Resulta pues totalmente
ilegítima y hasta cómica, entonces, la expropiación de Vasconcelos por parte
del PAN (como se trató en tiempos de los presidentes Fox y Calderón y de sus
fallidos secretarios de Educación, como Reyes Tamez, Josefina Vázquez Mota,
Lujambio). Lo que hay es un seguro, demostrable, evidente, Vasconcelos antiporfirista,
maderista, villista, obregonista, avilacamachista y finalmente torresbodetista,
bien asentado, con vendettas y escándalos, tanto en la familia revolucionaria
como en la postrevolucionaria, hasta su muerte a la que no le fue ahorrada
ninguna celebración oficial.
La panificación de
Vasconcelos sólo añade una escena de color tartufesco a la farsa del
oportunismo político de los años recientes. Fue destempladamente, en sus
últimos tiempos, un fascista, un clerical y un reaccionario escandaloso, jamás
un derechista políticamente correcto. Su fantasma tampoco cupo en los
oportunistas nichos prefabricados de la reciente derecha política. Nunca supo
ni quiso ser hombre de nichos, ni de altares, ni de edificantes panegíricos de
estampita. Bravo por él. Escribió en una carta de 1935 sobre la iglesia: “Me
interesa que el país sepa mi distanciamiento absoluto del elemento clerical, no
obstante mi convicción de que debe darse a los católicos todo el derecho que
tienen como mexicanos y como católicos”. Luego diría otras cosas.

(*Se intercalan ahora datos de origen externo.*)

use chrono::Local;
use codelearn_lib::cards::parse_timestamp;
use codelearn_lib::types::UserProfile;
use codelearn_lib::{
    ClassCard, ContestCard, CourseCard, ListConfig, ListView, PageEnvelope, PracticeCard,
    SearchHit,
};
use serde::Serialize;
use tabled::{Table, Tabled};

#[derive(Clone, Copy, Debug, PartialEq, Eq)]
pub enum OutputFormat {
    Table,
    Json,
}

#[derive(Tabled, Serialize)]
struct CourseRow {
    #[tabled(rename = "ID")]
    id: i64,
    #[tabled(rename = "Title")]
    title: String,
    #[tabled(rename = "Author")]
    author: String,
    #[tabled(rename = "Created")]
    created: String,
}

#[derive(Tabled, Serialize)]
struct ContestRow {
    #[tabled(rename = "ID")]
    id: i64,
    #[tabled(rename = "Title")]
    title: String,
    #[tabled(rename = "Status")]
    status: String,
    #[tabled(rename = "Starts")]
    starts: String,
    #[tabled(rename = "Ends")]
    ends: String,
}

#[derive(Tabled, Serialize)]
struct PracticeRow {
    #[tabled(rename = "ID")]
    id: i64,
    #[tabled(rename = "Title")]
    title: String,
    #[tabled(rename = "Difficulty")]
    difficulty: String,
    #[tabled(rename = "Author")]
    author: String,
    #[tabled(rename = "Created")]
    created: String,
}

#[derive(Tabled, Serialize)]
struct ClassRow {
    #[tabled(rename = "ID")]
    id: i64,
    #[tabled(rename = "Name")]
    name: String,
    #[tabled(rename = "Instructor")]
    instructor: String,
    #[tabled(rename = "Courses")]
    courses: usize,
    #[tabled(rename = "Members")]
    members: usize,
    #[tabled(rename = "Code")]
    code: String,
}

#[derive(Tabled, Serialize)]
struct SearchRow {
    #[tabled(rename = "Type")]
    kind: String,
    #[tabled(rename = "ID")]
    id: i64,
    #[tabled(rename = "Title")]
    title: String,
    #[tabled(rename = "Details")]
    details: String,
}

#[derive(Tabled)]
struct FieldRow {
    #[tabled(rename = "Field")]
    field: &'static str,
    #[tabled(rename = "Value")]
    value: String,
}

// -- Row builders --

fn build_course_rows(courses: &[CourseCard]) -> Vec<CourseRow> {
    courses
        .iter()
        .map(|c| CourseRow {
            id: c.id,
            title: c.title.clone(),
            author: c.created_by.clone(),
            created: format_date(&c.created_at),
        })
        .collect()
}

fn build_contest_rows(contests: &[ContestCard]) -> Vec<ContestRow> {
    contests
        .iter()
        .map(|c| ContestRow {
            id: c.id,
            title: c.title.clone(),
            status: c.status.to_string(),
            starts: format_datetime(&c.start_time),
            ends: format_datetime(&c.end_time),
        })
        .collect()
}

fn build_practice_rows(problems: &[PracticeCard]) -> Vec<PracticeRow> {
    problems
        .iter()
        .map(|p| PracticeRow {
            id: p.id,
            title: p.title.clone(),
            difficulty: p.difficulty.to_string(),
            author: p.created_by.clone(),
            created: format_date(&p.created_at),
        })
        .collect()
}

fn build_class_rows(classes: &[ClassCard]) -> Vec<ClassRow> {
    classes
        .iter()
        .map(|c| ClassRow {
            id: c.id,
            name: c.name.clone(),
            instructor: c.instructor.clone(),
            courses: c.course_count,
            members: c.member_count,
            code: c.code.clone(),
        })
        .collect()
}

fn build_search_rows(hits: &[SearchHit]) -> Vec<SearchRow> {
    hits.iter()
        .map(|hit| {
            let (kind, details) = match hit {
                SearchHit::Course(c) => ("course", c.created_by.clone()),
                SearchHit::Practice(p) => ("practice", p.difficulty.to_string()),
                SearchHit::Contest(c) => ("contest", c.status.to_string()),
                SearchHit::Class(c) => ("class", c.code.clone()),
            };
            SearchRow {
                kind: kind.to_string(),
                id: hit.id(),
                title: hit.title().to_string(),
                details,
            }
        })
        .collect()
}

fn build_profile_rows(profile: &UserProfile) -> Vec<FieldRow> {
    let opt = |v: &Option<String>| v.clone().unwrap_or_default();
    vec![
        FieldRow {
            field: "Name",
            value: opt(&profile.display_name),
        },
        FieldRow {
            field: "Email",
            value: opt(&profile.email),
        },
        FieldRow {
            field: "Role",
            value: profile.role_name().to_string(),
        },
        FieldRow {
            field: "Date of birth",
            value: opt(&profile.dob),
        },
        FieldRow {
            field: "Phone",
            value: opt(&profile.phone),
        },
        FieldRow {
            field: "Joined",
            value: profile
                .created_at
                .as_deref()
                .map(format_date)
                .unwrap_or_default(),
        },
    ]
}

// -- Table output --

pub fn print_courses_table(courses: &[CourseCard]) {
    println!("{}", Table::new(build_course_rows(courses)));
}

pub fn print_contests_table(contests: &[ContestCard]) {
    println!("{}", Table::new(build_contest_rows(contests)));
}

pub fn print_practice_table(problems: &[PracticeCard]) {
    println!("{}", Table::new(build_practice_rows(problems)));
}

pub fn print_classes_table(classes: &[ClassCard]) {
    println!("{}", Table::new(build_class_rows(classes)));
}

pub fn print_search_table(hits: &[SearchHit]) {
    println!("{}", Table::new(build_search_rows(hits)));
}

pub fn print_profile_table(profile: &UserProfile) {
    println!("{}", Table::new(build_profile_rows(profile)));
}

// -- JSON output --

pub fn print_json<T: serde::Serialize>(data: &T) {
    match serde_json::to_string_pretty(data) {
        Ok(json) => println!("{}", json),
        Err(e) => eprintln!("Failed to serialize to JSON: {}", e),
    }
}

#[derive(Serialize)]
struct PageJson<'a, T> {
    current_page: u32,
    total_pages: u32,
    total_records: u64,
    items: &'a [T],
}

fn page_json<T>(envelope: &PageEnvelope<T>) -> PageJson<'_, T> {
    PageJson {
        current_page: envelope.current_page,
        total_pages: envelope.total_pages,
        total_records: envelope.total_records,
        items: &envelope.items,
    }
}

// -- List views --

/// Prints one state of a list view. Failures go to stderr.
pub fn print_view<T: Serialize>(
    config: ListConfig,
    view: &ListView<T>,
    format: OutputFormat,
    print_table: fn(&[T]),
) {
    match view {
        ListView::Idle => eprintln!("Enter a keyword to search."),
        ListView::Loading { placeholders } => {
            eprintln!("Loading {} {}...", placeholders, config.kind)
        }
        ListView::Failed(message) => eprintln!("{}", message),
        ListView::Empty => match format {
            OutputFormat::Table => println!("{}", config.kind.empty_message()),
            OutputFormat::Json => print_json(&page_json(&PageEnvelope::<T>::empty())),
        },
        ListView::Page(envelope) => match format {
            OutputFormat::Table => {
                print_table(&envelope.items);
                eprintln!("{}", page_footer(config, envelope));
            }
            OutputFormat::Json => print_json(&page_json(envelope)),
        },
    }
}

fn page_footer<T>(config: ListConfig, envelope: &PageEnvelope<T>) -> String {
    let pagination = envelope.pagination();
    let mut footer = format!(
        "Page {}/{} ({} total {})",
        pagination.current_page, pagination.total_pages, pagination.total_records, config.kind
    );
    if pagination.has_previous() {
        footer.push_str(" [p] previous");
    }
    if pagination.has_next() {
        footer.push_str(" [n] next");
    }
    footer
}

fn format_date(raw: &str) -> String {
    parse_timestamp(raw)
        .map(|dt| dt.with_timezone(&Local).format("%Y-%m-%d").to_string())
        .unwrap_or_else(|| raw.to_string())
}

fn format_datetime(raw: &str) -> String {
    parse_timestamp(raw)
        .map(|dt| dt.with_timezone(&Local).format("%Y-%m-%d %H:%M").to_string())
        .unwrap_or_else(|| raw.to_string())
}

Cuando los neovasconcelistas
me hablan con demasiado entusiasmo de Vasconcelos como de un “apóstol de la
democracia”, pienso que sí, claro: la campaña de 1929. Habló entonces mucho de
la civilidad y de la paz y de la reconciliación nacional y del voto y de
sustituir a Huichilobos (los demás) por Quetzalcóatl (sólo él mismo), y de
muchas cosas así, qué lindo (tan lindo que muchos estudiantes e incluso
campesinos se abalanzaron, presas del gran entusiasmo, del “fuego sagrado” del
absoluto, contra las bayonetas y la metralla), aunque de sobra sabía él –y lo
reconoce expresamente en El proconsulado-
que todo el aparato y la estructura electorales en que accedió a participar estaban
abrumadoramente controlados y hasta físicamente manipulados por el gobierno
enemigo (caciques y presidentes municipales que de propia mano cruzaban todos
los votos de su distrito), y que las fuerzas fácticas (militares, empresarios,
caciques, curas, obreros sindicalizados) le eran también abrumadoramente
adversos. Lo sabía. No contuvo a sus muchachos ni a sus campesinos. Los azuzó
más y más, y luego miró a otro lado. Como con Antonieta Rivas Mercado.
Pienso en todo eso. Y no lo
olvidé cuando escribí en mi librito de 1977,
Se llamaba Vasconcelos, ciertas
críticas a la poca consideración que el candidato arrebatado, pero consciente
de que su hazaña electoral era meramente testimonial y simbólica, y que no
habría elecciones efectivas ni podría rebelarse, tuvo ante la sangre de los
otros: sobre todo los campesinos iletrados y los estudiantes casi adolescentes
que no se ahorraron caer asesinados por policías, soldados y sicarios.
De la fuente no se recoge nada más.